Clochan, Baile Ristín, Co. Kerry
Co. Kerry |
Settlement Sites
On the Dingle Peninsula in County Kerry, there is a feature that resists easy explanation.
A low, raised platform of stone sits in the landscape near Baile Ristín, measuring roughly 7.5 metres by 10.3 metres and rising no more than 40 centimetres at its highest point. Along its south-eastern edge, three low stones are arranged as a kerb, and tucked into the western sector are the collapsed remains of a small rectangular enclosure, built from drystone walling and measuring just 2 metres by 2 metres. The whole thing is a puzzle: enough survives to know something deliberate was built here, but not enough to say what it was.

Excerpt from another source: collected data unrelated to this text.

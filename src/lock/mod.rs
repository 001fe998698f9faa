/*!
 * Distributed Mutual-Exclusion Lock
 *
 * PE-facing lock entry points over [`SymLock`]. Every call validates the
 * lock, runs the MCS protocol under the serialization guard, and updates
 * the PE's lock counters.
 *
 * # Example
 *
 * ```ignore
 * let lock = pe.alloc_lock()?;
 * {
 *     let _held = pe.acquire(&lock);
 *     // critical section
 * }
 * ```
 */

mod mcs;
mod owner;
mod word;

pub(crate) use mcs::McsLock;
pub use mcs::{Acquisition, Release};
pub use owner::lock_owner;
pub use word::{decode_next, encode_next, LockWord, ACQUIRED, FREE, RESET};

use crate::core::errors::require;
use crate::core::types::{PeId, SymLock};
use crate::runtime::{Pe, SyncEvent};
use tracing::{debug, trace};

/// Result of a non-blocking acquisition attempt
#[derive(Debug, Clone, Copy, PartialEq, Eq)]
pub enum LockAttempt {
    Acquired,
    Busy,
}

impl LockAttempt {
    /// 0 when acquired, 1 when busy
    pub const fn code(self) -> i32 {
        match self {
            LockAttempt::Acquired => 0,
            LockAttempt::Busy => 1,
        }
    }

    pub const fn is_acquired(self) -> bool {
        matches!(self, LockAttempt::Acquired)
    }
}

impl Pe {
    /// Block until the lock is held by this PE
    pub fn set_lock(&self, lock: &SymLock) {
        let mcs = self.validated_lock(lock);
        let outcome = self.guard().run(|| mcs.acquire());

        match outcome {
            Acquisition::Immediate => {
                self.sync_stats().record(SyncEvent::LockImmediate);
                trace!(pe = self.my_pe(), lock = %lock.addr(), "lock acquired");
            }
            Acquisition::Queued { predecessor } => {
                self.sync_stats().record(SyncEvent::LockQueued);
                debug!(pe = self.my_pe(), lock = %lock.addr(), predecessor, "lock acquired after queueing");
            }
        }
    }

    /// Release a lock held by this PE, handing it to the next waiter if any
    pub fn clear_lock(&self, lock: &SymLock) {
        let mcs = self.validated_lock(lock);
        let outcome = self.guard().run(|| mcs.release());

        match outcome {
            Release::Uncontended => {
                self.sync_stats().record(SyncEvent::ReleaseUncontended);
                trace!(pe = self.my_pe(), lock = %lock.addr(), "lock released");
            }
            Release::HandedOff { successor } => {
                self.sync_stats().record(SyncEvent::ReleaseHandoff);
                debug!(pe = self.my_pe(), lock = %lock.addr(), successor, "lock handed off");
            }
        }
    }

    /// Acquire only if the lock is free; never queues
    pub fn test_lock(&self, lock: &SymLock) -> LockAttempt {
        let mcs = self.validated_lock(lock);
        if self.guard().run(|| mcs.try_acquire()) {
            self.sync_stats().record(SyncEvent::LockImmediate);
            LockAttempt::Acquired
        } else {
            self.sync_stats().record(SyncEvent::LockBusy);
            LockAttempt::Busy
        }
    }

    /// Scoped [`set_lock`](Self::set_lock)
    pub fn acquire(&self, lock: &SymLock) -> SymLockGuard<'_> {
        self.set_lock(lock);
        SymLockGuard { pe: self, lock: *lock }
    }

    /// Scoped [`test_lock`](Self::test_lock)
    pub fn try_acquire(&self, lock: &SymLock) -> Option<SymLockGuard<'_>> {
        self.test_lock(lock)
            .is_acquired()
            .then(|| SymLockGuard { pe: self, lock: *lock })
    }

    /// PE hosting the lock's global word
    pub fn lock_owner(&self, lock: &SymLock) -> PeId {
        lock_owner(lock.addr(), self.n_pes(), self.config().lock_owner)
    }

    /// Current global state of the lock, read at its owner
    pub fn lock_state(&self, lock: &SymLock) -> LockWord {
        self.validated_lock(lock).peek()
    }

    fn validated_lock(&self, lock: &SymLock) -> McsLock<'_> {
        require(self.check_initialized());
        require(self.check_lock(*lock));
        McsLock::new(self, *lock)
    }
}

/// Holds a lock until dropped
#[must_use = "the lock is released as soon as the guard is dropped"]
pub struct SymLockGuard<'a> {
    pe: &'a Pe,
    lock: SymLock,
}

impl SymLockGuard<'_> {
    pub fn lock(&self) -> &SymLock {
        &self.lock
    }

    pub fn release(self) {}
}

impl Drop for SymLockGuard<'_> {
    fn drop(&mut self) {
        self.pe.clear_lock(&self.lock);
    }
}

impl std::fmt::Debug for SymLockGuard<'_> {
    fn fmt(&self, f: &mut std::fmt::Formatter<'_>) -> std::fmt::Result {
        f.debug_struct("SymLockGuard")
            .field("pe", &self.pe.my_pe())
            .field("lock", &self.lock)
            .finish()
    }
}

The structure was recorded in J. Cuppage's 1986 archaeological survey of the Corca Dhuibhne region, a landmark survey of the Dingle Peninsula that catalogued the extraordinary density of prehistoric and early medieval remains across this part of west Kerry. The feature had already been marked on the Ordnance Survey Fair Plan under the name 'Cloghane', a Hiberno-English rendering of clochan, which typically refers to a small stone building or beehive hut of the kind associated with early Christian monastic life along the Atlantic seaboard. Whether that name was applied accurately or simply inherited from some older, imprecise tradition is unclear. What the survey concluded was careful and honest: the evidence is insufficient to classify the structure, and it is unlikely to be connected to any nearby standing stones. A small drystone pen, crudely built, on a stony platform. Beyond that, the record falls quiet.